- _TO DO_: Among the records, which lines hold the word "strictly"? Pick them out.

- _EXTRACTED MATERIAL_:
+ + +

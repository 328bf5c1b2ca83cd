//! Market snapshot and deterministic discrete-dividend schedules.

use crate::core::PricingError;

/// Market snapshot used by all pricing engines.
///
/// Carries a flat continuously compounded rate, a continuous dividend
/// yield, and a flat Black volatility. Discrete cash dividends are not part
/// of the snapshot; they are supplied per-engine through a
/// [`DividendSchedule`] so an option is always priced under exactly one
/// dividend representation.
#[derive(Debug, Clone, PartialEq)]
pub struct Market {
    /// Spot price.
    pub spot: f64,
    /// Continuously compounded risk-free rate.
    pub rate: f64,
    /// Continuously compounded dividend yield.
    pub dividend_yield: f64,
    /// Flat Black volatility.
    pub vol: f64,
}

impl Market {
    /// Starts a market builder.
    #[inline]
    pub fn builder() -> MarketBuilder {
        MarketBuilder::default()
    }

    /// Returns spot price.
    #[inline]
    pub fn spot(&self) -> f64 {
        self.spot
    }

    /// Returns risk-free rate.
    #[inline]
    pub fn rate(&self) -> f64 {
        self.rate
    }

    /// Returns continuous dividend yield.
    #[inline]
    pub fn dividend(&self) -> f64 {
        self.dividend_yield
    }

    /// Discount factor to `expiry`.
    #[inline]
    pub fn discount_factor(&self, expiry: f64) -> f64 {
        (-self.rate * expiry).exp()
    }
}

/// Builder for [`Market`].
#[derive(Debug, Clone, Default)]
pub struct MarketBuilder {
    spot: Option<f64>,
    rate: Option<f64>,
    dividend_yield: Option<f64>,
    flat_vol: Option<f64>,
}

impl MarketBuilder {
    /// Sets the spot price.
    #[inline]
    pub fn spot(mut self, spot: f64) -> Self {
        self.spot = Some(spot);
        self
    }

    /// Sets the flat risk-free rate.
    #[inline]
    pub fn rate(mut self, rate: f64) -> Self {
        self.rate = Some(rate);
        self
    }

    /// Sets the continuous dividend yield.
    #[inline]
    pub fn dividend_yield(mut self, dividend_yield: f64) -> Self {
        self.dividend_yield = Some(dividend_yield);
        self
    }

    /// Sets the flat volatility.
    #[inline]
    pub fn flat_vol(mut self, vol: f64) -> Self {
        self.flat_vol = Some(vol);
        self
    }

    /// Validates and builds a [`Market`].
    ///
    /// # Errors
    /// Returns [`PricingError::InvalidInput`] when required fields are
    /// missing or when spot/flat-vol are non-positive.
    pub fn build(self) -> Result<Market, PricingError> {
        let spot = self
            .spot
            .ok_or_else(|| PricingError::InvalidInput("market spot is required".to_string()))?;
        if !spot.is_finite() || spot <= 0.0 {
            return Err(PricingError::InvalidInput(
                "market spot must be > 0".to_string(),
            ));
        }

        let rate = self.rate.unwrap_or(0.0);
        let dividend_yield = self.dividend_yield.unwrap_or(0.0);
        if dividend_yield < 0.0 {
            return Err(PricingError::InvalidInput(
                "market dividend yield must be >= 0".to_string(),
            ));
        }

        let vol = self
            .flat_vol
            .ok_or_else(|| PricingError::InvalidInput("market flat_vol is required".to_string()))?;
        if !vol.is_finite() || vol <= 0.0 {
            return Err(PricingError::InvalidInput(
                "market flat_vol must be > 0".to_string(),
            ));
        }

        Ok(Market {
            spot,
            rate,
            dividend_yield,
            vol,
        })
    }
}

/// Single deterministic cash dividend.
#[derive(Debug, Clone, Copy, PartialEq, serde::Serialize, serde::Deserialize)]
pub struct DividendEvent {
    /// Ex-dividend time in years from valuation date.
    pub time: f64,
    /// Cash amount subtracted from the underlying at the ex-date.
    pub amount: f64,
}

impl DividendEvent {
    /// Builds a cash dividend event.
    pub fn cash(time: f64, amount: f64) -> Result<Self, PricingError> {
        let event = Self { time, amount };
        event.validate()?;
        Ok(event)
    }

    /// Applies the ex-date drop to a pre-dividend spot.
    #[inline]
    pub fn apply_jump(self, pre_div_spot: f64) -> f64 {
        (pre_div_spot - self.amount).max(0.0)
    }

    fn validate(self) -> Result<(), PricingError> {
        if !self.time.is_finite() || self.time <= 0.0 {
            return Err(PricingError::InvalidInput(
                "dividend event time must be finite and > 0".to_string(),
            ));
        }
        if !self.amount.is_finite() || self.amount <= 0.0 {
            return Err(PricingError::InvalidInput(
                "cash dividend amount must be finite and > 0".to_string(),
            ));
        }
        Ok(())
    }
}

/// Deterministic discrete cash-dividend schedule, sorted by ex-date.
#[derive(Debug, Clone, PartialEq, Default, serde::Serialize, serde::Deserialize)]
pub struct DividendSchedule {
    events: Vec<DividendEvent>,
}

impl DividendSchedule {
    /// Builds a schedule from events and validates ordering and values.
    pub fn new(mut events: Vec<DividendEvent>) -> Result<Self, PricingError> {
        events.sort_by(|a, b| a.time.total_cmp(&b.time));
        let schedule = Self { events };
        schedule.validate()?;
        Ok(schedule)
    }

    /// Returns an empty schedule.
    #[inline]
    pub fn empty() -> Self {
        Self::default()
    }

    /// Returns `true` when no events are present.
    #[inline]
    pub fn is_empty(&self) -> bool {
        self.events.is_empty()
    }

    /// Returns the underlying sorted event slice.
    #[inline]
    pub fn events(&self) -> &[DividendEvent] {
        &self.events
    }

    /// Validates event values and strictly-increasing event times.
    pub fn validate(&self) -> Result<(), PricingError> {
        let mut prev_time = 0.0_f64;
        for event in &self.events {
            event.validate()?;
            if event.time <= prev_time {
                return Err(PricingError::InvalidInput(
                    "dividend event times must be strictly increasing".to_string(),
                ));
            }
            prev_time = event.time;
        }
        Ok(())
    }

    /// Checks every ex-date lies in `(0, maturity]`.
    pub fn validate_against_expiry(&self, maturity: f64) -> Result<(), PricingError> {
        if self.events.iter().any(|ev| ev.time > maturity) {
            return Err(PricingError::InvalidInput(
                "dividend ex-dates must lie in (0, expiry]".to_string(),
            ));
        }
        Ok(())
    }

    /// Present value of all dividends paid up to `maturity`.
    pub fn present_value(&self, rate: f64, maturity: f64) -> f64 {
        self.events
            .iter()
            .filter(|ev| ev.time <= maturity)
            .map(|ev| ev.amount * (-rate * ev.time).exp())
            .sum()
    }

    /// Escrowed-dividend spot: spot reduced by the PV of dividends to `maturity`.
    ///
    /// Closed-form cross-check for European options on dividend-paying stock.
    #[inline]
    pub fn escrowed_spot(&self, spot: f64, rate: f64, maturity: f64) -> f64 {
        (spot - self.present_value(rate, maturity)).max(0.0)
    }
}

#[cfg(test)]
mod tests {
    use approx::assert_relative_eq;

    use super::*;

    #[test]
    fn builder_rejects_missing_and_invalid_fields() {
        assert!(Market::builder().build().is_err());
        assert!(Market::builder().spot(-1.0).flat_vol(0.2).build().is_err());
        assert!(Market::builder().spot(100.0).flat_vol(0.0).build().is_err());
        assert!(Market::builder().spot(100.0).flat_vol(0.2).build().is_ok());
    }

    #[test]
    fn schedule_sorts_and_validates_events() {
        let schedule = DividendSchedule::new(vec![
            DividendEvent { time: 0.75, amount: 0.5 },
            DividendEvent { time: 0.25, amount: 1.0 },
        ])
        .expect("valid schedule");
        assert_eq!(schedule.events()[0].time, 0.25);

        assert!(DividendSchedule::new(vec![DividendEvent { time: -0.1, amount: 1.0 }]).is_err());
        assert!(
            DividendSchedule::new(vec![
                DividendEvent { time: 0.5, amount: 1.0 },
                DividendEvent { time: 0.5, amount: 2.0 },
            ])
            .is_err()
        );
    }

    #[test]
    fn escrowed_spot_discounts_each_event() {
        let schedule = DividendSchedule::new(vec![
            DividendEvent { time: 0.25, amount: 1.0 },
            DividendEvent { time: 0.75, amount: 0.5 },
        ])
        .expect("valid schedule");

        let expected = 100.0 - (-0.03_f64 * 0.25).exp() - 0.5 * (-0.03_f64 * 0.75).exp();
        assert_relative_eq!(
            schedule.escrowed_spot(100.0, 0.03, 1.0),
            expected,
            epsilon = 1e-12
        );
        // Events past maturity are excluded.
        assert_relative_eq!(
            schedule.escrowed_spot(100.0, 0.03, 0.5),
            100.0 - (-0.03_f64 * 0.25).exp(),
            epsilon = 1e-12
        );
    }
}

+ + +

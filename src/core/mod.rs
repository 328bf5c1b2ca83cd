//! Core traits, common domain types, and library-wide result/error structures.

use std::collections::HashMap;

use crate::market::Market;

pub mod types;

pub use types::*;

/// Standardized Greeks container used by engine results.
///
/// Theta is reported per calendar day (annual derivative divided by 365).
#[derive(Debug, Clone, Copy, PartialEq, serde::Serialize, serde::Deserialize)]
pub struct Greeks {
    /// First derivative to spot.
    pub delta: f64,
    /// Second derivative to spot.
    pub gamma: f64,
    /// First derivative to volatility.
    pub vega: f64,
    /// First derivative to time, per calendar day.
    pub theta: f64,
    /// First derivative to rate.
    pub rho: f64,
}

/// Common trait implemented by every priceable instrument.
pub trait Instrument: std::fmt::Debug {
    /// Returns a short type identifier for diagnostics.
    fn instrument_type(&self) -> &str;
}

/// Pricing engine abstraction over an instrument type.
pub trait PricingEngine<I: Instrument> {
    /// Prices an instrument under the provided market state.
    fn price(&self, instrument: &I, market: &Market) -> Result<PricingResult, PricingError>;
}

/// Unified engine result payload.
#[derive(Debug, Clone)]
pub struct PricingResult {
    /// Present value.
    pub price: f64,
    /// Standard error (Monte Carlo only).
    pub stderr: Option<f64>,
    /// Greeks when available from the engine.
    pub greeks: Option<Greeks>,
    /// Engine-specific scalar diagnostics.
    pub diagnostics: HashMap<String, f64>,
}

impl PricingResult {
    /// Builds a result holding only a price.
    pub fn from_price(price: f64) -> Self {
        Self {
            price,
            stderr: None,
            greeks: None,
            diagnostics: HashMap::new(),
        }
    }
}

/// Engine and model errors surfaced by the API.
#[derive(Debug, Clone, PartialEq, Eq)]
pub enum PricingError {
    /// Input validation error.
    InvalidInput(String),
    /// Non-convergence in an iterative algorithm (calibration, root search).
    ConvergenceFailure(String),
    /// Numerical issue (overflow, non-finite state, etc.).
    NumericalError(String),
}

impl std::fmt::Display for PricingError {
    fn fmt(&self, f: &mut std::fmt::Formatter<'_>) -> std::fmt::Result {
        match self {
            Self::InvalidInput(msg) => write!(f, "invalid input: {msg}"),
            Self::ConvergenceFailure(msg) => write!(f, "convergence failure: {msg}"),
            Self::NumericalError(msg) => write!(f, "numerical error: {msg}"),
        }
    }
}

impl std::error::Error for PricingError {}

+ + +

- _ANSWER BELOW_:
    /// Validates event values and strictly-increasing event times.
                    "dividend event times must be strictly increasing".to_string(),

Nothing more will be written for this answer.